When my energy healer said this to me on Friday night, my brain went KABLAM. Like a cartoon frog being catapulted into outer space via rocket launcher.
That question is still sending ripples reverberating through my reality, a surprised green amphibian ricocheting through the continuum of Amber.
“What if you didn’t need to suffer?”
My god, what would I do with all that extra time?
Until the moment the question was asked, I didn’t realize how much of my experience was colored by suffering.
My thoughts, my feelings - basically the entirety of my internal reality.
The only time I’m not suffering is when I’m channeling, writing, dancing, eating, or maybe having sex.
But I want those times to be marked by joy, not the absence of suffering. My god.
I blame it all on my brain, of course. And that ever-pesky empath thing.
My brain throws a royal fit every time I expand. Since I’m expanding pretty much all the time right now, my brain is in a near constant state of flip-out. (Which is good, but when I’m mid-flip-out, I don’t remember that it’s good, so I just panic.)
Being an empath doesn’t help. Because so many other people in this world are suffering and I am picking up on it, simply by existing and doing things in the world. Things I can’t avoid. Like getting groceries. I do a pretty good job at being a hermit, but even hermits need potato chips.
What if I didn’t need to suffer?
What if I don’t need to suffer, just because everyone else is? What if I don’t need to suffer, just because my family did? What if I don’t need to suffer, just because the world says I do?

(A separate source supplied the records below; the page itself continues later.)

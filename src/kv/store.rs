// src/kv/store.rs: read side of the embedded tile store
//
// Open: shared lock -> mmap tiles.kv -> scan (+CRC) into an ordered index ->
// decode MapInfos (absent = not finalized). After open everything is
// immutable, so reads need no locking and the store is Send + Sync.
//
// read_tile: [tms flip] -> coordinate key -> content key -> tile bytes.

use std::collections::BTreeMap;
use std::fs::OpenOptions;
use std::ops::Bound;
use std::path::{Path, PathBuf};

use log::{debug, info};
use memmap2::{Mmap, MmapOptions};

use super::segment::scan_records;
use crate::archive::header::Compression;
use crate::config::KvTilesConfig;
use crate::consts::{CONTENT_PREFIX, KV_FILE, MAP_INFOS_KEY, MAX_ZOOM, TILES_URL_PREFIX};
use crate::error::{OpenError, TileError};
use crate::hash::coord_key;
use crate::lock::{try_acquire_lock, LockFailure, LockGuard, LockMode};
use crate::meta::MapInfos;
use crate::metrics::{record_tile_corrupt, record_tile_not_found, record_tile_served};
use crate::store::{ReadCtx, TileStore};

#[derive(Debug)]
pub struct KvTileStore {
    root: PathBuf,
    map: Mmap,
    /// key -> (value offset in map, value length)
    index: BTreeMap<Vec<u8>, (usize, usize)>,
    infos: MapInfos,
    tms: bool,
    _lock: LockGuard,
}

impl KvTileStore {
    pub fn open(root: &Path) -> Result<Self, OpenError> {
        Self::open_with_config(root, &KvTilesConfig::from_env())
    }

    pub fn open_with_config(root: &Path, cfg: &KvTilesConfig) -> Result<Self, OpenError> {
        let path = root.join(KV_FILE);
        let io_err = |source| OpenError::Io {
            path: path.clone(),
            source,
        };

        let lock = try_acquire_lock(root, LockMode::Shared).map_err(|e| match e {
            LockFailure::LockBusy(p) => OpenError::Locked(p),
            LockFailure::Io(source) => OpenError::Io {
                path: root.to_path_buf(),
                source,
            },
        })?;

        let file = OpenOptions::new().read(true).open(&path).map_err(io_err)?;
        let len = file.metadata().map_err(io_err)?.len() as usize;
        // the shared lock keeps writers away, so the file does not change under the map
        let map = unsafe { MmapOptions::new().len(len).map(&file).map_err(io_err)? };

        let mut index: BTreeMap<Vec<u8>, (usize, usize)> = BTreeMap::new();
        let records = scan_records(&map, cfg.verify_crc, |r| {
            index.insert(r.key.to_vec(), (r.value_offset, r.value_len));
        })?;

        let infos = match index.get(MAP_INFOS_KEY) {
            Some(&(off, len)) => MapInfos::decode(&map[off..off + len])?,
            None => return Err(OpenError::NotFinalized(root.to_path_buf())),
        };

        info!(
            "opened kv store {} ({} records, {} keys, tms={}, zoom {}..={})",
            root.display(),
            records,
            index.len(),
            infos.tms,
            infos.min_zoom,
            infos.max_zoom
        );

        Ok(Self {
            root: root.to_path_buf(),
            map,
            index,
            tms: infos.tms,
            infos,
            _lock: lock,
        })
    }

    pub fn root(&self) -> &Path {
        &self.root
    }

    pub fn is_tms(&self) -> bool {
        self.tms
    }

    pub fn read_tile(&self, ctx: &ReadCtx, z: u8, x: u64, y: u64) -> Result<Vec<u8>, TileError> {
        ctx.check()?;
        let not_found = || {
            record_tile_not_found();
            TileError::NotFound { z, x, y }
        };

        let row = if self.tms {
            flip_y(z, y).ok_or_else(not_found)?
        } else {
            y
        };

        let content_key = self.get(&coord_key(z, x, row)).ok_or_else(not_found)?;
        match self.get(content_key) {
            Some(bytes) => {
                record_tile_served();
                Ok(bytes.to_vec())
            }
            None => {
                record_tile_corrupt();
                debug!("tile {}/{}/{}: dangling content key {:02x?}", z, x, y, content_key);
                Err(TileError::CorruptEntry { z, x, y })
            }
        }
    }

    pub fn map_infos(&self) -> &MapInfos {
        &self.infos
    }

    fn get(&self, key: &[u8]) -> Option<&[u8]> {
        self.index
            .get(key)
            .map(|&(off, len)| &self.map[off..off + len])
    }

    /// Keys starting with `prefix`, in order.
    pub(crate) fn keys_with_prefix<'a>(&'a self, prefix: &'a [u8]) -> impl Iterator<Item = &'a [u8]> + 'a {
        self.index
            .range::<[u8], _>((Bound::Included(prefix), Bound::Unbounded))
            .map(|(k, _)| k.as_slice())
            .take_while(move |k| k.starts_with(prefix))
    }

    /// Distinct keys per space: (coordinates, contents).
    pub fn key_counts(&self) -> (usize, usize) {
        (
            self.keys_with_prefix(&[TILES_URL_PREFIX]).count(),
            self.keys_with_prefix(&[CONTENT_PREFIX]).count(),
        )
    }
}

/// Bottom-up row for top-down `y` at zoom `z`; None when `y` is outside the grid.
fn flip_y(z: u8, y: u64) -> Option<u64> {
    if z > MAX_ZOOM {
        return None;
    }
    let rows = 1u64 << z;
    if y >= rows {
        return None;
    }
    Some(rows - y - 1)
}

impl TileStore for KvTileStore {
    fn read_tile(&self, ctx: &ReadCtx, z: u8, x: u64, y: u64) -> Result<Vec<u8>, TileError> {
        KvTileStore::read_tile(self, ctx, z, x, y)
    }

    fn load_map_infos(&self) -> Result<MapInfos, TileError> {
        Ok(self.infos.clone())
    }

    fn tile_compression(&self) -> Compression {
        self.infos.tile_compression()
    }
}
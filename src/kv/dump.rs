//! Tabular tile dumps feeding the ingester.
//!
//! Two schemas exist:
//! - modern: one `tiles` table of (z, x, y, data);
//! - legacy: `map` (z, x, y, tile_id) joined with `images` (tile_id, data);
//!   tile_id is a text join key (numeric ids in JSON are accepted and stringified).
//!
//! `DumpSource` abstracts the reader; `MemoryDump` is the JSON-backed
//! implementation used by the CLI and tests (tile data base64-encoded).

use std::path::Path;

use anyhow::{anyhow, Context, Result};
use base64::engine::general_purpose::STANDARD as B64;
use base64::Engine;
use serde::Deserialize;

#[derive(Debug, Clone, PartialEq, Eq)]
pub struct TileRow {
    pub z: u8,
    pub x: u64,
    pub y: u64,
    pub data: Vec<u8>,
}

#[derive(Debug, Clone, PartialEq, Eq)]
pub struct MapRow {
    pub z: u8,
    pub x: u64,
    pub y: u64,
    pub tile_id: String,
}

pub type RowIter<'a, T> = Box<dyn Iterator<Item = Result<T>> + 'a>;

pub trait DumpSource {
    /// Schema check: the modern schema has a `tiles` table.
    fn has_table(&self, name: &str) -> Result<bool>;

    /// Modern schema rows with `z <= max_zoom`.
    fn tiles(&self, max_zoom: u8) -> Result<RowIter<'_, TileRow>>;

    /// Legacy schema coordinate rows with `z <= max_zoom`.
    fn map_rows(&self, max_zoom: u8) -> Result<RowIter<'_, MapRow>>;

    /// Legacy schema images: (tile_id, data).
    fn images(&self) -> Result<RowIter<'_, (String, Vec<u8>)>>;
}

// ---------------------------------------------------------------------------
// JSON-backed dump
// ---------------------------------------------------------------------------

#[derive(Debug, Deserialize)]
struct JsonTile {
    z: u8,
    x: u64,
    y: u64,
    data: String,
}

#[derive(Debug, Deserialize)]
struct JsonMapRow {
    z: u8,
    x: u64,
    y: u64,
    #[serde(deserialize_with = "join_key")]
    tile_id: String,
}

#[derive(Debug, Deserialize)]
struct JsonImage {
    #[serde(deserialize_with = "join_key")]
    tile_id: String,
    data: String,
}

#[derive(Deserialize)]
#[serde(untagged)]
enum RawJoinKey {
    Text(String),
    Int(i64),
}

fn join_key<'de, D: serde::Deserializer<'de>>(d: D) -> std::result::Result<String, D::Error> {
    Ok(match RawJoinKey::deserialize(d)? {
        RawJoinKey::Text(s) => s,
        RawJoinKey::Int(n) => n.to_string(),
    })
}

#[derive(Debug, Deserialize)]
struct JsonDump {
    #[serde(default)]
    tiles: Option<Vec<JsonTile>>,
    #[serde(default)]
    map: Vec<JsonMapRow>,
    #[serde(default)]
    images: Vec<JsonImage>,
}

/// In-memory dump. Tables are present only if they were given.
#[derive(Debug, Default, Clone)]
pub struct MemoryDump {
    tiles: Option<Vec<TileRow>>,
    map: Vec<MapRow>,
    images: Vec<(String, Vec<u8>)>,
}

impl MemoryDump {
    pub fn modern(tiles: Vec<TileRow>) -> Self {
        Self {
            tiles: Some(tiles),
            ..Default::default()
        }
    }

    pub fn legacy(map: Vec<MapRow>, images: Vec<(String, Vec<u8>)>) -> Self {
        Self {
            tiles: None,
            map,
            images,
        }
    }

    pub fn from_json(bytes: &[u8]) -> Result<Self> {
        let raw: JsonDump = serde_json::from_slice(bytes).context("parse dump json")?;

        let tiles = match raw.tiles {
            Some(rows) => Some(
                rows.into_iter()
                    .map(|t| {
                        Ok(TileRow {
                            z: t.z,
                            x: t.x,
                            y: t.y,
                            data: decode_b64(&t.data)
                                .with_context(|| format!("tile {}/{}/{}", t.z, t.x, t.y))?,
                        })
                    })
                    .collect::<Result<Vec<_>>>()?,
            ),
            None => None,
        };
        let map = raw
            .map
            .into_iter()
            .map(|m| MapRow {
                z: m.z,
                x: m.x,
                y: m.y,
                tile_id: m.tile_id,
            })
            .collect();
        let images = raw
            .images
            .into_iter()
            .map(|i| {
                let data = decode_b64(&i.data).with_context(|| format!("image {}", i.tile_id))?;
                Ok((i.tile_id, data))
            })
            .collect::<Result<Vec<_>>>()?;

        Ok(Self { tiles, map, images })
    }

    pub fn from_path(path: &Path) -> Result<Self> {
        let bytes =
            std::fs::read(path).with_context(|| format!("read dump {}", path.display()))?;
        Self::from_json(&bytes).with_context(|| format!("load dump {}", path.display()))
    }
}

fn decode_b64(s: &str) -> Result<Vec<u8>> {
    B64.decode(s.trim())
        .map_err(|e| anyhow!("invalid base64 tile data: {}", e))
}

impl DumpSource for MemoryDump {
    fn has_table(&self, name: &str) -> Result<bool> {
        Ok(match name {
            "tiles" => self.tiles.is_some(),
            "map" | "images" => self.tiles.is_none(),
            _ => false,
        })
    }

    fn tiles(&self, max_zoom: u8) -> Result<RowIter<'_, TileRow>> {
        let rows = self
            .tiles
            .as_ref()
            .ok_or_else(|| anyhow!("no such table: tiles"))?;
        Ok(Box::new(
            rows.iter().filter(move |t| t.z <= max_zoom).cloned().map(Ok),
        ))
    }

    fn map_rows(&self, max_zoom: u8) -> Result<RowIter<'_, MapRow>> {
        Ok(Box::new(
            self.map.iter().filter(move |m| m.z <= max_zoom).cloned().map(Ok),
        ))
    }

    fn images(&self) -> Result<RowIter<'_, (String, Vec<u8>)>> {
        Ok(Box::new(self.images.iter().cloned().map(Ok)))
    }
}
//! Embedded content-addressed tile store.
//!
//! - segment: record file format (header, CRC-framed records, scanner)
//! - writer:  single-writer builder (exclusive lock, put / put_if_absent / finish)
//! - store:   read-only mmap-backed store implementing TileStore
//! - dump:    tabular tile dumps (modern / legacy schemas)
//! - ingest:  dump -> store, with content deduplication

pub(crate) mod segment;

pub mod dump;
pub mod ingest;
pub mod store;
pub mod writer;

pub use dump::{DumpSource, MapRow, MemoryDump, TileRow};
pub use ingest::{ingest, IngestReport};
pub use store::KvTileStore;
pub use writer::KvWriter;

What if none of us need to suffer?
I know the answer is already floating around me. We always have the answer the moment the question is formulated. But my brain is still trying to catch up.
In this moment, I know the answer is breathe. Sink into your body, let your soul take the reins. Give your brain a break. This will allow a fuller understanding to come in, and the suffering to unravel and loosen and eventually drift away, leaving me in a different state of being.
When I was talking about this last night, I was asked: “What’s the opposite of suffering?”
I didn’t have a ready answer.
Peace? Joy? Neutrality?
I can’t think my way through this one. Thinking is more or less how I got into this mess in the first place. I can only be.
Trust the be-ingness of it all to unwind whatever suffering is woven throughout my experience, leaving freedom and, I don’t know, aliveness in its wake.
Some would argue that to be alive is to suffer. I would have probably been one of them. But I’m not sure I want to subscribe to that any more. I’m not sure it’s necessary.
What if we don’t need to suffer? What then? What opens up? What else can we experience?
The answers are still assembling, but I’m sure as hell ready to find out.